Argued October 21, 1953 Decided November 30, 1953
- Full case name: Dickinson v. United States
- Citations: 346 U.S. 389 (more) 74 S. Ct. 152; 98 L. Ed. 2d 132; 1953 U.S. LEXIS 1425

Court membership
- Chief Justice Earl Warren Associate Justices Hugo Black · Stanley F. Reed Felix Frankfurter · William O. Douglas Robert H. Jackson · Harold H. Burton Tom C. Clark · Sherman Minton

Case opinions
- Majority: Clark, joined by Warren, Black, Reed, Frankfurter, Douglas
- Dissent: Jackson, joined by Burton, Minton

= Dickinson v. United States =

Dickinson v.

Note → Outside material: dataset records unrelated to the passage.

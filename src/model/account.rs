//! Canonical account representation

use serde::{Deserialize, Serialize};

use crate::model::ProviderId;

/// Broad account classification used by summary aggregation.
#[derive(Serialize, Deserialize, Clone, Copy, Debug, Default, PartialEq, Eq)]
#[serde(rename_all = "lowercase")]
pub enum AccountClass {
    /// Checking, savings, cash management
    Depository,
    /// Credit cards and lines of credit
    Credit,
    /// Brokerage, retirement, crypto
    Investment,
    /// Mortgages, student loans, personal loans
    Loan,
    /// Anything the provider could not classify
    #[default]
    Other,
}

impl AccountClass {
    /// Whether balances of this class count against net worth.
    pub fn is_liability(&self) -> bool {
        matches!(self, AccountClass::Credit | AccountClass::Loan)
    }
}

/// Account balance in minor units.
///
/// `current_minor` is always present. `available_minor` and `limit_minor`
/// stay `None` when the provider did not report them; adapters must never
/// fabricate a value for either.
#[derive(Serialize, Deserialize, Clone, Copy, Debug, Default, PartialEq, Eq)]
pub struct Balance {
    pub current_minor: i64,
    #[serde(skip_serializing_if = "Option::is_none")]
    pub available_minor: Option<i64>,
    #[serde(skip_serializing_if = "Option::is_none")]
    pub limit_minor: Option<i64>,
}

/// One financial account as seen by the user, provider-agnostic.
#[derive(Serialize, Deserialize, Clone, Debug, Default, PartialEq)]
pub struct CanonicalAccount {
    /// Provider-scoped external identifier (sanitized before storage)
    pub id: String,

    /// Which upstream produced this account
    pub provider_id: ProviderId,

    /// Provider-scoped institution identifier
    pub institution_id: String,

    /// Human-readable institution name
    pub institution_name: String,

    /// Display name shown to the user
    pub display_name: String,

    /// Broad classification
    pub account_class: AccountClass,

    /// Provider-specific subtype, e.g. "checking" or "401k"
    #[serde(skip_serializing_if = "Option::is_none")]
    pub subtype: Option<String>,

    /// Last-4 style masked account number
    #[serde(skip_serializing_if = "Option::is_none")]
    pub masked_number: Option<String>,

    /// ISO 4217 currency code
    pub currency_code: String,

    /// Balance in minor units
    pub balance: Balance,
}

#[cfg(test)]
mod tests {
    use super::*;

    #[test]
    fn test_liability_classes() {
        assert!(AccountClass::Credit.is_liability());
        assert!(AccountClass::Loan.is_liability());
        assert!(!AccountClass::Depository.is_liability());
        assert!(!AccountClass::Investment.is_liability());
        assert!(!AccountClass::Other.is_liability());
    }

    #[test]
    fn test_absent_balance_fields_not_serialized() {
        let balance = Balance {
            current_minor: 50_000,
            available_minor: None,
            limit_minor: None,
        };
        let json = serde_json::to_value(&balance).unwrap();
        assert_eq!(json["current_minor"], 50_000);
        assert!(json.get("available_minor").is_none());
        assert!(json.get("limit_minor").is_none());
    }
}
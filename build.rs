//! Build script for teller
//!
//! Captures git commit hash at build time for version verification.

use std::process::Command;

fn main() {
    // Get git commit hash
    let git_hash = Command::new("git")
        .args(["rev-parse", "--short", "HEAD"])
        .output()
        .ok()
        .and_then(|output| {
            if output.status.success() {
                String::from_utf8(output.stdout).ok()
            } else {
                None
            }
        })
        .map(|s| s.trim().to_string())
        .unwrap_or_else(|| "unknown".to_string());

    println!("cargo:rustc-env=GIT_COMMIT_SHORT={}", git_hash);

    // Get full commit hash
    let git_hash_full = Command::new("git")
        .args(["rev-parse", "HEAD"])
        .output()
        .ok()
        .and_then(|output| {
            if output.status.success() {
                String::from_utf8(output.stdout).ok()
            } else {
                None
            }
        })
        .map(|s| s.trim().to_string())
        .unwrap_or_else(|| "unknown".to_string());

    println!("cargo:rustc-env=GIT_COMMIT_FULL={}", git_hash_full);

    // Get build timestamp
    let timestamp = chrono::Utc::now().format("%Y-%m-%dT%H:%M:%SZ").to_string();
    println!("cargo:rustc-env=BUILD_TIMESTAMP={}", timestamp);

    // Rebuild if git HEAD changes
    println!("cargo:rerun-if-changed=.git/HEAD");
    println!("cargo:rerun-if-changed=.git/refs/heads/");
}
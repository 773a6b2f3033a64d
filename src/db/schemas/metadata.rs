//! Common metadata for all documents
//!
//! Tracks creation and update timestamps. Deletion is always physical in
//! this service (removed connections must leave nothing behind), so there
//! is no soft-delete state here.

use bson::DateTime;
use serde::{Deserialize, Serialize};

/// Common metadata for all documents
#[derive(Serialize, Deserialize, Clone, Debug, Default)]
pub struct Metadata {
    /// When the document was last updated
    #[serde(skip_serializing_if = "Option::is_none")]
    pub updated_at: Option<DateTime>,

    /// When the document was created
    #[serde(skip_serializing_if = "Option::is_none")]
    pub created_at: Option<DateTime>,
}

impl Metadata {
    /// Create new metadata with current timestamp
    pub fn new() -> Self {
        Self {
            updated_at: Some(DateTime::now()),
            created_at: Some(DateTime::now()),
        }
    }
}
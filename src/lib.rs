//! Teller - bank integration gateway
//!
//! Teller sits between an upstream API gateway and two financial-data
//! providers: a stable partner aggregation API and a regional
//! browser-automation scraper. Both feed one canonical account/transaction
//! model backed by MongoDB, with provider quirks (sign conventions, flaky
//! upstreams, credential storage) absorbed at the adapter boundary.
//!
//! ## Services
//!
//! - **Providers**: aggregator link-token flow; scraper retry/backoff engine
//! - **Vault**: ChaCha20-Poly1305 sealing for stored bank credentials
//! - **Connections**: connect/sync/disconnect lifecycle with strict write ordering
//! - **Summary**: TTL-cached financial aggregates and daily net-worth snapshots

pub mod config;
pub mod db;
pub mod model;
pub mod providers;
pub mod routes;
pub mod server;
pub mod services;
pub mod types;
pub mod vault;

pub use config::Args;
pub use server::{run, AppState};
pub use types::{Result, TellerError};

United States, 346 U.S. 389 (1953), was a case in which the Supreme Court of the United States held there was no basis for denying a petitioner's (a Jehovah's Witness) claim to ministerial exemption from military service, and his conviction for refusing to submit to his local board's induction order was reversed.

==Decision of the Court==
Justice Clark delivered the opinion of the Court.

The Court ruled that classification as minister is not available to all members of a sect notwithstanding doctrine that all are ministers; but part-time secular work does not, without more, disqualify member from satisfying the ministerial exemption.